Prompt
Scan the material that follows. Copy every line containing the word "width".

### Material for this exercise

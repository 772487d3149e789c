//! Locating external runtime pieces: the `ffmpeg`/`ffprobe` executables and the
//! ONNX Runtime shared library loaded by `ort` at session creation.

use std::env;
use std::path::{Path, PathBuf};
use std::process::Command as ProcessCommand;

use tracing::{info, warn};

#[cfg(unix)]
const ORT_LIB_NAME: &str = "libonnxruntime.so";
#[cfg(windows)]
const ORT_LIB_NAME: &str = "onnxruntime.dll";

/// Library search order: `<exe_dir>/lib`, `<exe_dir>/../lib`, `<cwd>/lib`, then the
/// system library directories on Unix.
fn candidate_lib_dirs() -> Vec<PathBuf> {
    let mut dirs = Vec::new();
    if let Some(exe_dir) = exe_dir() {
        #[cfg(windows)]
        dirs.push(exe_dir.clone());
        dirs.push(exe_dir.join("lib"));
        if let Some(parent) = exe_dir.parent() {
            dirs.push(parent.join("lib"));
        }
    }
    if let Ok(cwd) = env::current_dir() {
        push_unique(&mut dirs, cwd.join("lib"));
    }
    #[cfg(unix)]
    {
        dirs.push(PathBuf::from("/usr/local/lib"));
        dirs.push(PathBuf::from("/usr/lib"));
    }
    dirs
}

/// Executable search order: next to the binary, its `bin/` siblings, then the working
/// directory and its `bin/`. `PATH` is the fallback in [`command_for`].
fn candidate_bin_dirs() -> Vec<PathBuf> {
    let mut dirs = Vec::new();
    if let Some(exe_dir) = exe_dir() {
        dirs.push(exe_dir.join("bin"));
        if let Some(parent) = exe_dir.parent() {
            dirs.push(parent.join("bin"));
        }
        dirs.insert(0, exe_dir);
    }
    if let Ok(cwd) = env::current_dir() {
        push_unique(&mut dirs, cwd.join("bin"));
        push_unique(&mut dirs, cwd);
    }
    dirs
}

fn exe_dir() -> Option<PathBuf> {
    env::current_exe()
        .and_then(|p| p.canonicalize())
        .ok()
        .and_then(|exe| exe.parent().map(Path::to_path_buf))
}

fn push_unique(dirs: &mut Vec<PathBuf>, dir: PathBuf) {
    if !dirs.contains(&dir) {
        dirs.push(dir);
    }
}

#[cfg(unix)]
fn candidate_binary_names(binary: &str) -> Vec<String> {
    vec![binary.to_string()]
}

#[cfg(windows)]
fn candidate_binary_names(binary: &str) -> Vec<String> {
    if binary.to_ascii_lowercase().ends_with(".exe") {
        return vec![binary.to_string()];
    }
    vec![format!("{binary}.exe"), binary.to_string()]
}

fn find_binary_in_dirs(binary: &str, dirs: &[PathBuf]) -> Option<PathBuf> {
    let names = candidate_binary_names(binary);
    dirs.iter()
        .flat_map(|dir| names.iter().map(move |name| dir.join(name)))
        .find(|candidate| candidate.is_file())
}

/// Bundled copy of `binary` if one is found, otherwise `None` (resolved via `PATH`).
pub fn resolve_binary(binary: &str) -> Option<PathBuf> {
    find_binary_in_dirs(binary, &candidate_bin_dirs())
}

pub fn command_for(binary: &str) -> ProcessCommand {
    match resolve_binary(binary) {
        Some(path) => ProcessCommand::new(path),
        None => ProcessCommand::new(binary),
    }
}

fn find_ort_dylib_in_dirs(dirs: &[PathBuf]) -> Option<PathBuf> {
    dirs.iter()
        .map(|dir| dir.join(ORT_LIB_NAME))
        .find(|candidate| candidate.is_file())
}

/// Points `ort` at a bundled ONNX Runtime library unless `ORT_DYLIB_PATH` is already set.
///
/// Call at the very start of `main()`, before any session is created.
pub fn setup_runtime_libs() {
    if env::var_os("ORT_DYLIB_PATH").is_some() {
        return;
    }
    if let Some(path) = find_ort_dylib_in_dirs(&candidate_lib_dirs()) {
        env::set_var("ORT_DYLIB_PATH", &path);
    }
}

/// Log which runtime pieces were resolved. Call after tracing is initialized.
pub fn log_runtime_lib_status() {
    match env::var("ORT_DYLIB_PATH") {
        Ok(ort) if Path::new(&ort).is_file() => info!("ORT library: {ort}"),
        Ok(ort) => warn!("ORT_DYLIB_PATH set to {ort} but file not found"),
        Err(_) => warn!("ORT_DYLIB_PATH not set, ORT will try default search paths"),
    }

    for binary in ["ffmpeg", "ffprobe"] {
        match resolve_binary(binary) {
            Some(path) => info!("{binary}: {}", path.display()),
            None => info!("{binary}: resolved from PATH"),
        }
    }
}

######
### Material for this exercise

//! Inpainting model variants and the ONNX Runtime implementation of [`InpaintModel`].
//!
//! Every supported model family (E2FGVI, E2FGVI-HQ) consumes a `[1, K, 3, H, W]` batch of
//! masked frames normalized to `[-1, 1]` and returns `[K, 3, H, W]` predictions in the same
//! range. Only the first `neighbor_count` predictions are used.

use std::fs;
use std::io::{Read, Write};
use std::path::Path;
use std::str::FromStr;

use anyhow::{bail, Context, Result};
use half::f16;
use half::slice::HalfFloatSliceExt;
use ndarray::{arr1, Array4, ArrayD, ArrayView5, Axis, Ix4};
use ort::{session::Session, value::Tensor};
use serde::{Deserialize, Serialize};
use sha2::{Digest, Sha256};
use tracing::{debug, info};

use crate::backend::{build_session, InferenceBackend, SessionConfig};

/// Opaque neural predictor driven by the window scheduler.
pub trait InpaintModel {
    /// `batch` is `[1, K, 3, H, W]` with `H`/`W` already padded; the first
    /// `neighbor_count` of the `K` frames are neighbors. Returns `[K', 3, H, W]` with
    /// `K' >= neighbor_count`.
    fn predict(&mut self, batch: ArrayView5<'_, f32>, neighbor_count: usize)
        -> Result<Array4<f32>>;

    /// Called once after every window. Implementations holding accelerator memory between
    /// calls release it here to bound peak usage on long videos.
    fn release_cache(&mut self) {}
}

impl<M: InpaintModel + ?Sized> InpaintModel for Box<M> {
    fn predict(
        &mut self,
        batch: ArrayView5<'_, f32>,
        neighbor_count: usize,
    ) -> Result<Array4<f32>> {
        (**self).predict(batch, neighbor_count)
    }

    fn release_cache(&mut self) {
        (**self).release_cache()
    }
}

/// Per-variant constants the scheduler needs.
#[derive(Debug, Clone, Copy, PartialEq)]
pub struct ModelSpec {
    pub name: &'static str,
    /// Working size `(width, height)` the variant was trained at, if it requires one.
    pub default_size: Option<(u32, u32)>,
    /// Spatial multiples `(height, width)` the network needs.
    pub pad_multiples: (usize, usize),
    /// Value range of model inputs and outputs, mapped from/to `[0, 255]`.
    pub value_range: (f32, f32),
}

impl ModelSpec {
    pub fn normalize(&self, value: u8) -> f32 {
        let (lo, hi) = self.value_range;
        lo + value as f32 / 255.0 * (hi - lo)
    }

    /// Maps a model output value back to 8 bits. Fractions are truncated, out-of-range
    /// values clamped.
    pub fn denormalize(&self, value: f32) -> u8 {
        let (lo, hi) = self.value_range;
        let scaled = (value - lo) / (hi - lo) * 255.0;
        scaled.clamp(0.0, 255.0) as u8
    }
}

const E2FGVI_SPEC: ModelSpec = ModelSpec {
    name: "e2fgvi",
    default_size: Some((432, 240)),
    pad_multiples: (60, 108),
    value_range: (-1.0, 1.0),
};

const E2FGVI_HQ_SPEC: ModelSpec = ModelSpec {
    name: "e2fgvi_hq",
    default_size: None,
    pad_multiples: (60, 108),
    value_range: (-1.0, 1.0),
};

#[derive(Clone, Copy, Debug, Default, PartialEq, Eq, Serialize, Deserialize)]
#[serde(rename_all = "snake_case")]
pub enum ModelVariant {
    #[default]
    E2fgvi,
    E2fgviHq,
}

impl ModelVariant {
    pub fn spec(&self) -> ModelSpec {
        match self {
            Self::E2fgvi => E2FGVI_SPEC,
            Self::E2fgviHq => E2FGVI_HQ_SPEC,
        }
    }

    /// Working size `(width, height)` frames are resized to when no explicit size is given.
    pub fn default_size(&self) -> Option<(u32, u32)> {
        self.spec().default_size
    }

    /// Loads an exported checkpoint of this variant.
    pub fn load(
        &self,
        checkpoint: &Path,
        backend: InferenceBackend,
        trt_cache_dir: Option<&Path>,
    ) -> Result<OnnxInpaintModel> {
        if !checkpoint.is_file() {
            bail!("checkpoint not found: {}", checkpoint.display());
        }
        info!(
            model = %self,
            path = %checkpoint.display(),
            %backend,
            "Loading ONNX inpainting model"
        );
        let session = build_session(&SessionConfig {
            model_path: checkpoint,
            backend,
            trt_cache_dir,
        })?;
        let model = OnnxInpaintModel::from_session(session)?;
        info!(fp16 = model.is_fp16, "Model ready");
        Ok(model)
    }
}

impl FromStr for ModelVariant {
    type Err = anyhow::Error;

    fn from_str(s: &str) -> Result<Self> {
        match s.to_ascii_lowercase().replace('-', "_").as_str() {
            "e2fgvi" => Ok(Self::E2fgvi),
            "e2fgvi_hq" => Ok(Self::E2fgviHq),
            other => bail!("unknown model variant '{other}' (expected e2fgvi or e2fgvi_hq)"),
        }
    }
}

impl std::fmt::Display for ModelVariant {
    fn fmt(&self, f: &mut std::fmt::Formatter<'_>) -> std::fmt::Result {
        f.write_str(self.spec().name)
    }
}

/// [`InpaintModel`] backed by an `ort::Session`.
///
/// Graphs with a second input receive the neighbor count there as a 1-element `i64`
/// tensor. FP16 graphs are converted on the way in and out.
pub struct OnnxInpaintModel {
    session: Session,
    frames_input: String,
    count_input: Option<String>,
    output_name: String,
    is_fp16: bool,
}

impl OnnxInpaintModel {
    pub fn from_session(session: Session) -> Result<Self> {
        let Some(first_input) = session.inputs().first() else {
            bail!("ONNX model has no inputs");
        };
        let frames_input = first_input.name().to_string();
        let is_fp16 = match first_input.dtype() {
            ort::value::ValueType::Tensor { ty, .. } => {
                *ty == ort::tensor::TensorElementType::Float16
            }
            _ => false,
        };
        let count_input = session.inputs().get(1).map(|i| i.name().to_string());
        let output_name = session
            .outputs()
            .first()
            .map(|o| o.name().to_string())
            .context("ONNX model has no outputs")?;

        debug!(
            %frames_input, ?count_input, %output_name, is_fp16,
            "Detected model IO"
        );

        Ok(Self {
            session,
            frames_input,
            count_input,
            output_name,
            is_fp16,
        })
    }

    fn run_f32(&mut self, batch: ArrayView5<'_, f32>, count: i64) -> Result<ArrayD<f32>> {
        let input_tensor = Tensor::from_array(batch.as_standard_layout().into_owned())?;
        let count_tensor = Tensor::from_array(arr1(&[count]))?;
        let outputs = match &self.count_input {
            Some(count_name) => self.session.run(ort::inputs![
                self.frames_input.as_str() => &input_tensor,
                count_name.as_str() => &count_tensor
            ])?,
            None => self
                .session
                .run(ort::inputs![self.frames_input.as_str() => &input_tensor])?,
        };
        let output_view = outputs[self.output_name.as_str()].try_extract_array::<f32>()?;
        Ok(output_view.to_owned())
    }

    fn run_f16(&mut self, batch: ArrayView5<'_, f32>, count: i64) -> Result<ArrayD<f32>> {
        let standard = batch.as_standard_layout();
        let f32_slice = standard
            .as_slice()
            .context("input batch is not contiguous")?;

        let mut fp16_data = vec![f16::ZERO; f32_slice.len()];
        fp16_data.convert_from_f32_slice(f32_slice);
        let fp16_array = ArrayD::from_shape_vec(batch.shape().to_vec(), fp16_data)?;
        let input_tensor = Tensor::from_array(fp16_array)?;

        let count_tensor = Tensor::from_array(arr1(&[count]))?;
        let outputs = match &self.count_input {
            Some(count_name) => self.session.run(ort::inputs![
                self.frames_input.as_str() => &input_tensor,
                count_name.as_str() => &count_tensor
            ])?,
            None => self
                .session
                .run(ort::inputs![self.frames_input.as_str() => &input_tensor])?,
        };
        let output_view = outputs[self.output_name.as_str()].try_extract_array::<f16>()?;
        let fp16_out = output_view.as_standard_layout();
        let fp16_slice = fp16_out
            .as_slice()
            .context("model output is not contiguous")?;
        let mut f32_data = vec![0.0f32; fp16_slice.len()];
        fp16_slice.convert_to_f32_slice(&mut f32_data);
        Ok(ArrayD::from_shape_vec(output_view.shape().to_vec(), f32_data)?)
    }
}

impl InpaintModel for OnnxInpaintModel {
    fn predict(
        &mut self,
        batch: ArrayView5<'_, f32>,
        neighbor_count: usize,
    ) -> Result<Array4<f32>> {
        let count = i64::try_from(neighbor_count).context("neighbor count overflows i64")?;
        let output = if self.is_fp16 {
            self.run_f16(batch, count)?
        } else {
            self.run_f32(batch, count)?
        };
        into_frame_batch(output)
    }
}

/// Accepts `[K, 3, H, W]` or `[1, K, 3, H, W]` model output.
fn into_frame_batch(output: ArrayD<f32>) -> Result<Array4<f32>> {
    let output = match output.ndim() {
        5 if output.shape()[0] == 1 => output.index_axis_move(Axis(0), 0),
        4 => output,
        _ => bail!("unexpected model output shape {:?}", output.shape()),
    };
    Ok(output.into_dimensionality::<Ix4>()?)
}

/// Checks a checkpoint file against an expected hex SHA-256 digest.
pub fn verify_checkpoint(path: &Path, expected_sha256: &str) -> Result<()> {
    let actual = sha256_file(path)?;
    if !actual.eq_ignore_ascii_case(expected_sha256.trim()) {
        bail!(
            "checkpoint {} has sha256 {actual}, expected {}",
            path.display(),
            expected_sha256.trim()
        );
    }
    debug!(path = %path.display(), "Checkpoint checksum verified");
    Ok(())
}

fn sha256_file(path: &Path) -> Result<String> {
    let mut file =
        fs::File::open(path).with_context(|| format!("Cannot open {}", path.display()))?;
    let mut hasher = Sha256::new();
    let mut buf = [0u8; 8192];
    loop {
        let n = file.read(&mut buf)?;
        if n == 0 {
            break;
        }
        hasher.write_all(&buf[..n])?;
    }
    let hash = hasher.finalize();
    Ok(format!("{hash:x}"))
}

######
### Material for this exercise

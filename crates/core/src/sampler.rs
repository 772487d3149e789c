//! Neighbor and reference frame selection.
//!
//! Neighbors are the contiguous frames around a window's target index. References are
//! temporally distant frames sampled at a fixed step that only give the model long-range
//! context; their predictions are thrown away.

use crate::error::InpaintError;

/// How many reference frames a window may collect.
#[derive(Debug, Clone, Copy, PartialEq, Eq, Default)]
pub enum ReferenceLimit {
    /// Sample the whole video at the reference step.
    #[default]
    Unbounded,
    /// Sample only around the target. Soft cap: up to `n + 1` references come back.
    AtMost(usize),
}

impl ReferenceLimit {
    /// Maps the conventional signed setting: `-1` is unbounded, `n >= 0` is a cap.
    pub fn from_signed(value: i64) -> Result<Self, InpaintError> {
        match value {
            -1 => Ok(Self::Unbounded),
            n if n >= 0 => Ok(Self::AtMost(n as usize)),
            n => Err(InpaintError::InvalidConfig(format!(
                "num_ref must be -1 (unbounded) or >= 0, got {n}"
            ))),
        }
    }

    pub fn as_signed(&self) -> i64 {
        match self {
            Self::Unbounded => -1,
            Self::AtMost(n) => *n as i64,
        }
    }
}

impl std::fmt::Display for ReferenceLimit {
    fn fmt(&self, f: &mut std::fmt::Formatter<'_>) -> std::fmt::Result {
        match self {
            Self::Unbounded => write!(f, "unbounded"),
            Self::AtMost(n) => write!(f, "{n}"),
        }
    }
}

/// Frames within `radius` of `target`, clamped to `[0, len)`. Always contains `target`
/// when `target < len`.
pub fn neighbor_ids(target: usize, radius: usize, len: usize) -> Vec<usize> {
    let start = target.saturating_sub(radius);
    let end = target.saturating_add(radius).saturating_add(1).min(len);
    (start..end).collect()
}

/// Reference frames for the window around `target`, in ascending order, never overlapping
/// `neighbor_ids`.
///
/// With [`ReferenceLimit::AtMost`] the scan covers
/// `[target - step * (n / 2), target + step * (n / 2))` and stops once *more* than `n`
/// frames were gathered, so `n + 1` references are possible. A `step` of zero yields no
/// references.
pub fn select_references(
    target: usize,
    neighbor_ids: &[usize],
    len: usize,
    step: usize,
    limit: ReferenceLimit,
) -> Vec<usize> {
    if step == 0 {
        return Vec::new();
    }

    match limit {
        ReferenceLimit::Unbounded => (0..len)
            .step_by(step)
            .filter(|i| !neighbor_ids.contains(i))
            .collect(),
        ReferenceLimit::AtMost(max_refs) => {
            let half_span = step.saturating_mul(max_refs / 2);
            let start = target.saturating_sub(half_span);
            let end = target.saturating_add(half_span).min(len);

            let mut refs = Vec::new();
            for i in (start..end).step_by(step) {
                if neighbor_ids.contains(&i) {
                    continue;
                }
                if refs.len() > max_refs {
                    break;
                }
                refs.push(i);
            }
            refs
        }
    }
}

######

Worked solution
    /// Working size `(width, height)` the variant was trained at, if it requires one.
    /// Spatial multiples `(height, width)` the network needs.
    /// Working size `(width, height)` frames are resized to when no explicit size is given.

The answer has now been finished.